Надейся лишь на себя | страница 5



Великих земледельческих подвигов Коньков не свершал. Он — не Штепо, не Мельников. О нем газеты не писали, высокие гости к нему не ездили. Но в калачевской округе понемногу утвердилось: Коньков — это арбузы, дыни и даже огурцы в жаркой степи, без полива. Последнему вначале не верили, потом воочию убедились.

Никаких льготных кредитов Коньков и в глаза не видал. Давали землю, разрешали на ней работать — и на том спасибо. Арбузы и дыни продавал в райцентре, возил в северные области России, прямо на бахчу приезжали покупатели и перекупщики.

Пять лет назад Коньков перебрался на земли хутора Набатовского, основав там невеликую производственную базу. Земля — рядом.

В прошлые годы приходилось ему возить людей на прополку бахчей и на уборку урожая из станицы Голубинской. Дорога — неблизкая. Нынче возить никого не надо. Из Набатовского хутора люди сами приходят. Для них бахчи Конькова единственная возможность заработать. Тридцать ли, пятьдесят, семьдесят рублей в день. Но наличными. И сразу же после окончания работы.

Нынешним поздним летом приехал я на бахчи Конькова. Возле сторожки расположился, разрезал арбуз, сижу наслаждаюсь.

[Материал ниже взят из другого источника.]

//! Host-facing parameter names and value text

use std::fmt;

use super::{ChannelField, GlobalField, MonoParamId, OperatorField, ParamId};
use crate::layout::OperatorRole;

fn on_off(value: f32) -> &'static str {
    if value > 0.5 {
        "On"
    } else {
        "Off"
    }
}

impl OperatorField {
    /// Value as shown to a user.
    pub fn display_value(self, value: f32) -> String {
        match self {
            OperatorField::Am | OperatorField::Vib | OperatorField::Egt | OperatorField::Ksr => {
                on_off(value).to_string()
            }
            OperatorField::Ksl => format!("{} dB/oct", (value * 3.0) as i32),
            OperatorField::Tl => format!("{:.1} dB", value * 63.0),
            OperatorField::Ws => format!("{}", (value * 7.0) as i32),
            _ => format!("{}", (value * 15.0) as i32),
        }
    }
}

impl ChannelField {
    /// Short label.
    pub fn label(self) -> &'static str {
        match self {
            ChannelField::Feedback => "FB",
            ChannelField::Connection => "CON",
            ChannelField::LeftOut => "LEFT",
            ChannelField::RightOut => "RIGHT",
        }
    }

    /// Value as shown to a user.
    pub fn display_value(self, value: f32) -> String {
        match self {
            ChannelField::Feedback => format!("{}", (value * 7.0) as i32),
            ChannelField::Connection => (if value > 0.5 { "AM" } else { "FM" }).to_string(),
            ChannelField::LeftOut | ChannelField::RightOut => on_off(value).to_string(),
        }
    }
}

impl fmt::Display for ChannelField {
    fn fmt(&self, f: &mut fmt::Formatter<'_>) -> fmt::Result {
        f.write_str(self.label())
    }
}

impl GlobalField {
    /// Label.
    pub fn label(self) -> &'static str {
        match self {
            GlobalField::TremoloDepth => "Tremolo Depth",
            GlobalField::VibratoDepth => "Vibrato Depth",
            GlobalField::RhythmMode => "Rhythm Mode",
            GlobalField::HiHat => "HH",
            GlobalField::TopCymbal => "TC",
            GlobalField::TomTom => "TOM",
            GlobalField::SnareDrum => "SD",
            GlobalField::BassDrum => "BD",
        }
    }

    /// Value as shown to a user; every global is a switch.
    pub fn display_value(self, value: f32) -> String {
        on_off(value).to_string()
    }
}

impl fmt::Display for GlobalField {
    fn fmt(&self, f: &mut fmt::Formatter<'_>) -> fmt::Result {
        f.write_str(self.label())
    }
}

impl ParamId {
    /// Value as shown to a user.
    pub fn display_value(self, value: f32) -> String {
        match self {
            ParamId::Operator(_, field) => field.display_value(value),
            ParamId::Channel(_, field) => field.display_value(value),
            ParamId::Global(field) => field.display_value(value),
        }
    }
}

impl fmt::Display for ParamId {
    /// `Ch1 Op2 TL`, `Ch10 FB`, `Rhythm Mode`; channels and operators count from 1.
    fn fmt(&self, f: &mut fmt::Formatter<'_>) -> fmt::Result {
        match self {
            ParamId::Operator(op, field) => {
                let position = match op.role() {
                    OperatorRole::Modulator => 1,
                    OperatorRole::Carrier => 2,
                };
                write!(f, "Ch{} Op{} {}", op.channel().index() + 1, position, field)
            }
            ParamId::Channel(ch, field) => write!(f, "Ch{} {}", ch.index() + 1, field),
            ParamId::Global(field) => write!(f, "{field}"),
        }
    }
}

impl MonoParamId {
    /// Value as shown to a user.
    pub fn display_value(self, value: f32) -> String {
        match self {
            MonoParamId::Modulator(field) | MonoParamId::Carrier(field) => {
                field.display_value(value)
            }
            MonoParamId::Channel(field) => field.display_value(value),
            MonoParamId::TremoloDepth => GlobalField::TremoloDepth.display_value(value),
            MonoParamId::VibratoDepth => GlobalField::VibratoDepth.display_value(value),
        }
    }
}

impl fmt::Display for MonoParamId {
    fn fmt(&self, f: &mut fmt::Formatter<'_>) -> fmt::Result {
        match self {
            MonoParamId::Modulator(field) => write!(f, "Mod {field}"),
            MonoParamId::Carrier(field) => write!(f, "Car {field}"),
            MonoParamId::Channel(field) => write!(f, "{field}"),
            MonoParamId::TremoloDepth => write!(f, "{}", GlobalField::TremoloDepth),
            MonoParamId::VibratoDepth => write!(f, "{}", GlobalField::VibratoDepth),
        }
    }
}
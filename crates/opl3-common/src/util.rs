//! Shared helper utilities for OPL3 register math.
//!
//! These functions are used by the register core and the command-line tools
//! to derive channel addressing and sample values in a consistent way.

use crate::CHANNELS_PER_BANK;

const SAMPLE_SCALE: f32 = 1.0 / 32_768.0;

/// Convert a signed 16-bit chip sample to a float in [-1.0, 1.0).
#[inline]
pub fn sample_to_f32(sample: i16) -> f32 {
    sample as f32 * SAMPLE_SCALE
}

/// Register bank (0 or 1) holding a channel's registers.
#[inline]
pub fn bank_of_channel(channel: usize) -> u8 {
    if channel < CHANNELS_PER_BANK {
        0
    } else {
        1
    }
}

/// Per-bank slot of a channel's 0xA0/0xB0/0xC0 registers.
#[inline]
pub fn slot_of_channel(channel: usize) -> u8 {
    (channel % CHANNELS_PER_BANK) as u8
}

#[cfg(test)]
mod tests {
    use super::*;

    #[test]
    fn test_sample_conversion_bounds() {
        assert_eq!(sample_to_f32(0), 0.0);
        assert_eq!(sample_to_f32(i16::MIN), -1.0);
        assert!(sample_to_f32(i16::MAX) < 1.0);
    }

    #[test]
    fn test_channel_addressing() {
        assert_eq!((bank_of_channel(0), slot_of_channel(0)), (0, 0));
        assert_eq!((bank_of_channel(8), slot_of_channel(8)), (0, 8));
        assert_eq!((bank_of_channel(9), slot_of_channel(9)), (1, 0));
        assert_eq!((bank_of_channel(17), slot_of_channel(17)), (1, 8));
    }
}
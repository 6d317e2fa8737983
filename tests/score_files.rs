mod common;

use common::{feed, stroke, RecordingPort};
use gesture_conductor::score::ProgramAssignment;
use gesture_conductor::{ConductorConfig, ConductorSession, Score, ScoreError};

const ODE: &str = concat!(env!("CARGO_MANIFEST_DIR"), "/scores/ode_to_joy.txt");

#[test]
fn bundled_score_loads_sorted() {
    let score = Score::load(ODE).unwrap();
    assert_eq!(score.ppqn(), 24);
    assert_eq!(score.len(), 38);
    assert_eq!(
        score.programs(),
        &[
            ProgramAssignment { channel: 0, program: 0 },
            ProgramAssignment { channel: 1, program: 32 },
        ]
    );
    let order: Vec<_> = score.events().iter().map(|e| (e.beat_index, e.tick_offset)).collect();
    let mut sorted = order.clone();
    sorted.sort();
    assert_eq!(order, sorted);
    assert_eq!(score.last_beat(), 15);
}

#[test]
fn one_pass_dispatches_every_event_once() {
    let score = Score::load(ODE).unwrap();
    let expected: Vec<_> = score.events().iter().map(|e| (e.channel, e.key, e.is_note_on)).collect();
    let mut session =
        ConductorSession::new(&ConductorConfig::default(), score, RecordingPort::default()).unwrap();

    // 5 count-in beats, 16 score beats and the beat that loops.
    let beats = feed(&mut session, &stroke(120.0, 33, 800));
    let looped_at = beats.iter().position(|b| b.looped).expect("score should loop");
    assert_eq!(looped_at, 5 + 16);

    let scheduled: Vec<_> = session
        .port()
        .scheduled()
        .iter()
        .take(expected.len())
        .map(|c| (c.channel, c.key, c.is_note_on))
        .collect();
    assert_eq!(scheduled, expected);
}

#[test]
fn malformed_score_aborts_before_playback() {
    let err = Score::parse("1 1 24\n0 0\n0 0 17 60 1\n").unwrap_err();
    assert_eq!(err, ScoreError::ChannelOutOfRange { channel: 17 });
}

А тут как раз подвезла машина работников. Конец рабочего дня, расчет.

Виктор Николаевич, человек росту невеликого, лобастенький, в вечных своих кирзовых сапогах, коротко объявил людям: «На этом поле заработали столько-то рублей… На этом — столько-то… А Иванов-Петров полдня работали, им вдвое меньше…»

Такой тут поднялся гвалт и крик, не то что на хуторе, а в далекой станице, наверное, слышно. Я и арбуз отставил, прикидывая, как помочь Виктору Николаевичу. Его ведь на куски сейчас разорвут.

Не разорвали. Коньков спокойно раздавал деньги. Гвалт стихал. Люди пересчитывали бумажки, прятали кто куда. Потом Коньков объявил: «Нужны люди на погрузку машин. Кто останется?» От желающих не было отбоя. Потом еще одно объявление: «Кто закончил работу, могут взять по два арбуза».

И все. Тишина, покой на бахчах. Несколько машин-рефрижераторов грузятся. Люди расходятся. Одни к хутору пошли. Другие — к работе. Мы с Коньковым беседуем. Я налегаю на арбуз, посмеиваясь, спрашиваю: «Каждый день такое при расчете?»

— Бывает, — уклончиво отвечает Коньков. — Деньги…

И в самом деле, деньги, жизнь. Единственная возможность заработать — это бахчи Конькова. До станицы — чуть не двадцать верст. Там сами без дела сидят. До райцентра — полсотни километров. Там закрылись все невеликие предприятия. А великих и не было.